Hay que decir que extraen la energía directamente, por proximidad, sin necesidad de abrirnos ni de beber nuestra sangre. Es más, desde que ha anochecido parece como si se hubieran vuelto incorpóreos, intangibles. Cosa que aprovecho para dirigirme sigilosamente hacia la puerta que da a la calle. Finjo tener poca vitalidad, para que ninguno de ellos se fije en mí. Pero, es tan veraz mi actuación que a mitad del camino me quedo sin fuerzas, me reclino y caigo en un profundo sueño.

Puedo sentir cómo dos o tres acuden a mí y comienzan a sorber ansiosamente mi aliento vital.
Mientras se entregan a esta tarea se nota como una vigorización de las tinieblas, cómo se van haciendo más densas, profundas y terribles, creando una oscuridad total.

Entonces me veo en la calle. No sé cómo, he logrado salir.
Está amaneciendo.
En la calle hay un tipo en su coche, haciendo negocios por teléfono.
Es el responsable de todo el lío, él nos ha vendido la fiesta.

Le reclamo, le exijo explicaciones, no me hace caso. Se encara con su coche-oficina (no tiene luna frontal y el salpicadero, liso y de madera como una mesa de trabajo, se extiende en parte sobre el capó, portando en su superficie lo típico: Plumas, papeles, portafolios, grapadoras, pisapapeles, botes de clips, etc.)

Ante mi insistencia, maniobra con el volante y me arrincona contra la pared.

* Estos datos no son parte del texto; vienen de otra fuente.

//! Error types for peer negotiation

/// Result type alias using the peer Error
pub type Result<T> = std::result::Result<T, Error>;

/// Errors that can occur while driving a peer
#[derive(Debug, thiserror::Error)]
pub enum Error {
    /// The underlying peer connection has reached the closed state
    #[error("Peer connection is closed")]
    ConnectionClosed,

    /// The peer was disposed; no further negotiation is possible
    #[error("Peer has been disposed")]
    Disposed,

    /// Invalid configuration parameter
    #[error("Invalid configuration: {0}")]
    InvalidConfig(String),

    /// SDP negotiation error
    #[error("SDP negotiation error: {0}")]
    SdpError(String),

    /// ICE candidate error
    #[error("ICE candidate error: {0}")]
    IceCandidateError(String),

    /// Camera/screen capture failed
    #[error("Media acquisition failed: {0}")]
    MediaAcquisition(String),

    /// Media track error
    #[error("Media track error: {0}")]
    MediaTrackError(String),

    /// Data channel error
    #[error("Data channel error: {0}")]
    DataChannelError(String),

    /// Frame-like state was queried without an active remote stream
    #[error("No remote stream available")]
    NoRemoteStream,

    /// Local setup did not complete
    #[error("Peer not ready: {0}")]
    NotReady(String),

    /// WebRTC library error
    #[error("WebRTC error: {0}")]
    WebRtcError(String),

    /// Serialization/deserialization error
    #[error("Serialization error: {0}")]
    Serialization(String),

    /// Any other error
    #[error(transparent)]
    Other(#[from] anyhow::Error),
}

impl Error {
    /// Check if this error reports a closed connection or a disposed peer
    pub fn is_closed(&self) -> bool {
        matches!(self, Error::ConnectionClosed | Error::Disposed)
    }

    /// Check if this error came from media capture or track handling
    pub fn is_media_error(&self) -> bool {
        matches!(
            self,
            Error::MediaAcquisition(_) | Error::MediaTrackError(_) | Error::NoRemoteStream
        )
    }

    /// Check if this error came from the offer/answer or candidate exchange
    pub fn is_negotiation_error(&self) -> bool {
        matches!(self, Error::SdpError(_) | Error::IceCandidateError(_))
    }

    /// Produce an owned copy for fan-out to several waiters.
    ///
    /// Variants carrying foreign errors collapse into `NotReady` with the
    /// rendered message.
    pub(crate) fn replicate(&self) -> Error {
        match self {
            Error::ConnectionClosed => Error::ConnectionClosed,
            Error::Disposed => Error::Disposed,
            Error::InvalidConfig(m) => Error::InvalidConfig(m.clone()),
            Error::SdpError(m) => Error::SdpError(m.clone()),
            Error::IceCandidateError(m) => Error::IceCandidateError(m.clone()),
            Error::MediaAcquisition(m) => Error::MediaAcquisition(m.clone()),
            Error::MediaTrackError(m) => Error::MediaTrackError(m.clone()),
            Error::DataChannelError(m) => Error::DataChannelError(m.clone()),
            Error::NoRemoteStream => Error::NoRemoteStream,
            Error::NotReady(m) => Error::NotReady(m.clone()),
            Error::WebRtcError(m) => Error::WebRtcError(m.clone()),
            Error::Serialization(m) => Error::Serialization(m.clone()),
            Error::Other(e) => Error::NotReady(e.to_string()),
        }
    }
}

impl From<serde_json::Error> for Error {
    fn from(e: serde_json::Error) -> Self {
        Error::Serialization(e.to_string())
    }
}

impl From<serde_yaml::Error> for Error {
    fn from(e: serde_yaml::Error) -> Self {
        Error::Serialization(e.to_string())
    }
}
//! Plan B / Unified Plan translation seam

use super::{IceCandidate, SessionDescription};
use crate::Result;

/// Pure SDP transform between Plan B and Unified Plan
///
/// When a translator is installed, outgoing candidates and local
/// descriptions handed to the application are converted to Unified Plan,
/// while remote descriptions and incoming candidates are converted to
/// Plan B before they reach the connection.
pub trait SdpTranslator: Send + Sync {
    fn candidate_to_unified_plan(&self, candidate: &IceCandidate) -> Result<IceCandidate>;

    fn candidate_to_plan_b(&self, candidate: &IceCandidate) -> Result<IceCandidate>;

    fn to_unified_plan(&self, description: &SessionDescription) -> Result<SessionDescription>;

    fn to_plan_b(&self, description: &SessionDescription) -> Result<SessionDescription>;
}
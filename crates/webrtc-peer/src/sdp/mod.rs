//! Session descriptions, ICE candidates and SDP transforms

pub mod description;
pub mod interop;
pub mod simulcast;

pub use description::{IceCandidate, SdpType, SessionDescription};
pub use interop::SdpTranslator;
pub use simulcast::SimulcastMangler;
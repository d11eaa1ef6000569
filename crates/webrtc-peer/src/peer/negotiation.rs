//! Peer negotiation core
//!
//! A [`Peer`] owns one underlying connection at a time. Every connection
//! goes through the same initialization routine: install the event
//! handler, create the data channel, attach local media (capturing it
//! first when needed). When a connection reaches `closed` it is replaced by
//! a fresh one from the factory and the routine runs again; the `Peer`
//! itself survives until [`Peer::dispose`].

use super::candidates::CandidateDispatcher;
use super::events::{
    NegotiationNeededHandler, StreamEndedHandler, Subscribers, SubscriptionId, TrackHandler,
};
use super::options::PeerOptions;
use super::state::{Lifecycle, PeerState};
use crate::channels::{DataChannel, DataChannelHandlers, DataChannelMessage};
use crate::config::{PeerConfig, PeerMode, RtcConfiguration, SendSource};
use crate::connection::{
    ConnectionEvent, ConnectionFactory, ConnectionState, PeerConnectionBackend, RemoteTrack,
    RtpReceiver, RtpSender, TransceiverDirection,
};
use crate::media::{MediaKind, MediaSink, MediaStream, MediaTrack, TrackSource, VideoFrame};
use crate::sdp::{IceCandidate, SdpTranslator, SessionDescription, SimulcastMangler};
use crate::{Error, Result};
use futures::future::try_join_all;
use parking_lot::{Mutex, RwLock};
use std::fmt;
use std::sync::atomic::{AtomicBool, Ordering};
use std::sync::{Arc, Weak};
use tracing::{debug, error, info, info_span, instrument, warn, Instrument};

/// What [`Peer::replace_track`] swaps in
#[derive(Debug, Clone)]
pub enum TrackReplacement {
    /// An existing track; replaces senders of the same kind
    Track(MediaTrack),
    /// Capture a new video track from this source first
    Source(SendSource),
}

impl From<MediaTrack> for TrackReplacement {
    fn from(track: MediaTrack) -> Self {
        TrackReplacement::Track(track)
    }
}

impl From<SendSource> for TrackReplacement {
    fn from(source: SendSource) -> Self {
        TrackReplacement::Source(source)
    }
}

struct Current {
    connection: Arc<dyn PeerConnectionBackend>,
    generation: u64,
}

#[derive(Default)]
struct LocalStreams {
    audio: Option<MediaStream>,
    video: Option<MediaStream>,
    /// Connection generation the tracks were last attached to
    attached_generation: Option<u64>,
}

impl LocalStreams {
    fn all(&self) -> Vec<MediaStream> {
        self.video.iter().chain(self.audio.iter()).cloned().collect()
    }

    fn is_empty(&self) -> bool {
        self.audio.is_none() && self.video.is_none()
    }
}
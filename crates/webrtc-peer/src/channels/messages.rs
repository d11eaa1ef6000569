//! Data channel payloads

use bytes::Bytes;

/// Maximum message size for data channels (16 MB)
pub const MAX_MESSAGE_SIZE: usize = 16 * 1024 * 1024;

/// A message sent or received over a data channel
///
/// Text messages travel as UTF-8 string frames, binary messages as
/// binary frames, matching the two SCTP payload protocol identifiers.
#[derive(Debug, Clone, PartialEq, Eq)]
pub enum DataChannelMessage {
    Text(String),
    Binary(Bytes),
}

impl DataChannelMessage {
    pub fn text(text: impl Into<String>) -> Self {
        DataChannelMessage::Text(text.into())
    }

    pub fn binary(data: impl Into<Bytes>) -> Self {
        DataChannelMessage::Binary(data.into())
    }

    /// Get the size of this message in bytes
    pub fn size(&self) -> usize {
        match self {
            DataChannelMessage::Text(t) => t.len(),
            DataChannelMessage::Binary(b) => b.len(),
        }
    }

    /// Check if this message exceeds the maximum size
    pub fn exceeds_max_size(&self) -> bool {
        self.size() > MAX_MESSAGE_SIZE
    }

    pub fn is_text(&self) -> bool {
        matches!(self, DataChannelMessage::Text(_))
    }

    pub fn as_text(&self) -> Option<&str> {
        match self {
            DataChannelMessage::Text(t) => Some(t),
            DataChannelMessage::Binary(_) => None,
        }
    }

    /// Payload bytes regardless of frame type
    pub fn to_bytes(&self) -> Bytes {
        match self {
            DataChannelMessage::Text(t) => Bytes::copy_from_slice(t.as_bytes()),
            DataChannelMessage::Binary(b) => b.clone(),
        }
    }
}

impl From<&str> for DataChannelMessage {
    fn from(s: &str) -> Self {
        DataChannelMessage::Text(s.to_string())
    }
}

impl From<String> for DataChannelMessage {
    fn from(s: String) -> Self {
        DataChannelMessage::Text(s)
    }
}

impl From<Vec<u8>> for DataChannelMessage {
    fn from(v: Vec<u8>) -> Self {
        DataChannelMessage::Binary(Bytes::from(v))
    }
}

impl From<Bytes> for DataChannelMessage {
    fn from(b: Bytes) -> Self {
        DataChannelMessage::Binary(b)
    }
}
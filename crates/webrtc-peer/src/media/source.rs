//! Media acquisition seam

use super::{MediaKind, MediaStream, MediaTrack};
use crate::config::{MediaConstraints, SendSource};
use crate::{Error, Result};
use async_trait::async_trait;
use std::sync::atomic::{AtomicUsize, Ordering};
use tracing::{debug, instrument};

/// Capture device access (camera/microphone and screen)
#[async_trait]
pub trait TrackSource: Send + Sync {
    /// Capture from camera and microphone
    async fn user_media(&self, constraints: &MediaConstraints) -> Result<MediaStream>;

    /// Capture the screen
    async fn display_media(&self, constraints: &MediaConstraints) -> Result<MediaStream>;

    /// Capture from the given source
    async fn acquire(
        &self,
        source: SendSource,
        constraints: &MediaConstraints,
    ) -> Result<MediaStream> {
        match source {
            SendSource::Webcam => self.user_media(constraints).await,
            SendSource::Screen => self.display_media(constraints).await,
        }
    }
}

/// Headless source producing synthetic tracks
///
/// Every acquisition returns fresh tracks. A source built with
/// [`SyntheticTrackSource::failing`] rejects every request, which is how
/// denied permissions or missing devices are simulated.
#[derive(Debug, Default)]
pub struct SyntheticTrackSource {
    failure: Option<String>,
    acquisitions: AtomicUsize,
}

impl SyntheticTrackSource {
    pub fn new() -> Self {
        Self::default()
    }

    pub fn failing(message: impl Into<String>) -> Self {
        Self {
            failure: Some(message.into()),
            acquisitions: AtomicUsize::new(0),
        }
    }

    /// Number of successful acquisitions so far
    pub fn acquisition_count(&self) -> usize {
        self.acquisitions.load(Ordering::SeqCst)
    }

    fn check(&self) -> Result<()> {
        match &self.failure {
            Some(message) => Err(Error::MediaAcquisition(message.clone())),
            None => Ok(()),
        }
    }
}

#[async_trait]
impl TrackSource for SyntheticTrackSource {
    #[instrument(skip(self, constraints))]
    async fn user_media(&self, constraints: &MediaConstraints) -> Result<MediaStream> {
        self.check()?;

        let mut tracks = Vec::new();
        if constraints.wants_audio() {
            tracks.push(MediaTrack::new(MediaKind::Audio, "synthetic-microphone"));
        }
        if constraints.wants_video() {
            tracks.push(MediaTrack::new(MediaKind::Video, "synthetic-camera"));
        }
        if tracks.is_empty() {
            return Err(Error::MediaAcquisition(
                "at least one of audio or video must be requested".to_string(),
            ));
        }

        self.acquisitions.fetch_add(1, Ordering::SeqCst);
        let stream = MediaStream::new(tracks);
        debug!(stream_id = %stream.id(), tracks = stream.tracks().len(), "Synthetic camera stream acquired");
        Ok(stream)
    }

    #[instrument(skip(self, constraints))]
    async fn display_media(&self, constraints: &MediaConstraints) -> Result<MediaStream> {
        self.check()?;

        let mut tracks = vec![MediaTrack::new(MediaKind::Video, "synthetic-screen")];
        if constraints.wants_audio() {
            tracks.push(MediaTrack::new(MediaKind::Audio, "synthetic-system-audio"));
        }

        self.acquisitions.fetch_add(1, Ordering::SeqCst);
        let stream = MediaStream::new(tracks);
        debug!(stream_id = %stream.id(), "Synthetic screen stream acquired");
        Ok(stream)
    }
}

#[cfg(test)]
mod tests {
    use super::*;

    #[tokio::test]
    async fn test_user_media_follows_constraints() {
        let source = SyntheticTrackSource::new();
        let stream = source
            .user_media(&MediaConstraints::audio_only())
            .await
            .unwrap();
        assert_eq!(stream.audio_tracks().len(), 1);
        assert!(stream.video_tracks().is_empty());

        let stream = source.user_media(&MediaConstraints::default()).await.unwrap();
        assert_eq!(stream.tracks().len(), 2);
        assert_eq!(source.acquisition_count(), 2);
    }

    #[tokio::test]
    async fn test_nothing_requested_fails() {
        let source = SyntheticTrackSource::new();
        let constraints = MediaConstraints {
            audio: crate::config::MediaRequest::Enabled(false),
            video: crate::config::MediaRequest::Enabled(false),
        };
        let err = source.user_media(&constraints).await.unwrap_err();
        assert!(err.is_media_error());
    }

    #[tokio::test]
    async fn test_acquire_screen() {
        let source = SyntheticTrackSource::new();
        let stream = source
            .acquire(SendSource::Screen, &MediaConstraints::default())
            .await
            .unwrap();
        assert_eq!(stream.video_tracks()[0].label(), "synthetic-screen");
        assert_eq!(stream.audio_tracks().len(), 1);
    }

    #[tokio::test]
    async fn test_failing_source() {
        let source = SyntheticTrackSource::failing("permission denied");
        let err = source
            .acquire(SendSource::Webcam, &MediaConstraints::default())
            .await
            .unwrap_err();
        assert!(matches!(err, Error::MediaAcquisition(m) if m == "permission denied"));
        assert_eq!(source.acquisition_count(), 0);
    }
}
impl MockFactory {
    pub fn new() -> Arc<Self> {
        Arc::new(Self::default())
    }

    pub fn with_options(options: MockOptions) -> Arc<Self> {
        Arc::new(Self {
            options,
            ..Self::default()
        })
    }

    /// Refuse to create connections once `count` exist
    pub fn fail_after(&self, count: usize) {
        *self.fail_after.lock() = Some(count);
    }

    pub fn count(&self) -> usize {
        self.created.lock().len()
    }

    pub fn connection(&self, index: usize) -> Arc<MockConnection> {
        Arc::clone(&self.created.lock()[index])
    }

    pub fn latest(&self) -> Arc<MockConnection> {
        let created = self.created.lock();
        Arc::clone(created.last().expect("no connection created yet"))
    }

    pub fn configurations(&self) -> Vec<RtcConfiguration> {
        self.configurations.lock().clone()
    }
}

#[async_trait]
impl ConnectionFactory for MockFactory {
    async fn create(
        &self,
        configuration: &RtcConfiguration,
    ) -> Result<Arc<dyn PeerConnectionBackend>> {
        let mut created = self.created.lock();
        if let Some(limit) = *self.fail_after.lock() {
            if created.len() >= limit {
                return Err(Error::WebRtcError("mock factory exhausted".to_string()));
            }
        }
        let connection = Arc::new(MockConnection::new(created.len(), self.options.clone()));
        created.push(Arc::clone(&connection));
        self.configurations.lock().push(configuration.clone());
        Ok(connection)
    }
}
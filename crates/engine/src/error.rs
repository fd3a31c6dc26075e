//! Errors returned synchronously by the engine API.
//!
//! Task-level failures (missing handler, executor error, poll timeout) are
//! never returned here: they are recorded on the task itself.

use thiserror::Error;

use taskforge_core::{DomainError, TaskId, TaskStatus};

use crate::config::ConfigError;
use crate::store::StoreError;

#[derive(Debug, Error)]
pub enum EngineError {
    /// Malformed submission or illegal transition request.
    #[error(transparent)]
    Validation(#[from] DomainError),

    #[error("task not found: {0}")]
    NotFound(TaskId),

    #[error("task {id} is already terminal ({status})")]
    AlreadyTerminal { id: TaskId, status: TaskStatus },

    #[error(transparent)]
    Store(#[from] StoreError),

    #[error(transparent)]
    Config(#[from] ConfigError),

    /// `stop()` was called; no new work is accepted.
    #[error("task engine is shutting down")]
    ShuttingDown,

    /// `start()` already ran recovery for this engine.
    #[error("task engine already started")]
    AlreadyStarted,
}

Yo me defiendo tirándole cosas de su mesa con un palo que tengo.

Le digo: Por tu culpa tengo el garaje lleno de vampiros, mira!

Y abro las puertas de chapa de par en par.
Se oyen como unos aleteos agónicos pero no se ve a nadie.
Entonces, lentamente, van saliendo mis amigos, pálidos, demacrados, macilentos.

Me introduzco decidido y ayudo a los que faltan a salir al aire libre.
Los vampiros han perdido todo su poder y se retuercen sobre sí mismos de dolor, flotando caótica y desmayadamente por todo el garaje, sin escapatoria.
Justo entonces se despejan las nubes, mostrando el sol de la mañana, cuya luz entra y baña el garaje, destruyendo las sombras y a sus parásitos moradores.